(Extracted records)
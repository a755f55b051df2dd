//! Test doubles shared by the unit tests of the API and feature clients.

use super::{
    api::{ApiClient, HttpRequest, HttpResponse, Transport},
    config::AppConfig,
    errors::AppError,
    session::Session,
};
use std::{cell::RefCell, collections::VecDeque, rc::Rc};

pub(crate) const TEST_BASE_URL: &str = "https://api.test/api";

#[derive(Default)]
struct Recorded {
    requests: RefCell<Vec<HttpRequest>>,
    responses: RefCell<VecDeque<Result<HttpResponse, AppError>>>,
}

/// Transport that records every request and replays queued responses.
/// Once the queue is empty it answers `200 {}`.
#[derive(Clone, Default)]
pub(crate) struct FakeTransport {
    inner: Rc<Recorded>,
}

impl FakeTransport {
    pub(crate) fn new() -> Self {
        Self::default()
    }

    pub(crate) fn respond(self, status: u16, body: &str) -> Self {
        self.inner.responses.borrow_mut().push_back(Ok(HttpResponse {
            status,
            body: body.to_string(),
        }));
        self
    }

    pub(crate) fn fail(self, err: AppError) -> Self {
        self.inner.responses.borrow_mut().push_back(Err(err));
        self
    }

    pub(crate) fn requests(&self) -> Vec<HttpRequest> {
        self.inner.requests.borrow().clone()
    }

    pub(crate) fn calls(&self) -> usize {
        self.inner.requests.borrow().len()
    }
}

impl Transport for FakeTransport {
    async fn send(&self, request: HttpRequest, _timeout_ms: u32) -> Result<HttpResponse, AppError> {
        self.inner.requests.borrow_mut().push(request);
        self.inner
            .responses
            .borrow_mut()
            .pop_front()
            .unwrap_or_else(|| {
                Ok(HttpResponse {
                    status: 200,
                    body: "{}".to_string(),
                })
            })
    }
}

/// Client pointed at `TEST_BASE_URL` with an in-memory session.
pub(crate) fn client(transport: FakeTransport, token: Option<&str>) -> ApiClient<FakeTransport> {
    let session = Session::in_memory();
    if let Some(token) = token {
        session.set_token(token);
    }
    let config = AppConfig {
        api_base_url: TEST_BASE_URL.to_string(),
        ..AppConfig::default()
    };
    ApiClient::new(&config, session, transport)
}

§ **PROBLEM TO WORK ON**: Show the lines of the records that contain the word "AppError".

§ **SOLUTION TO THE PROBLEM**:
    errors::AppError,
    responses: RefCell<VecDeque<Result<HttpResponse, AppError>>>,
    pub(crate) fn fail(self, err: AppError) -> Self {
    async fn send(&self, request: HttpRequest, _timeout_ms: u32) -> Result<HttpResponse, AppError> {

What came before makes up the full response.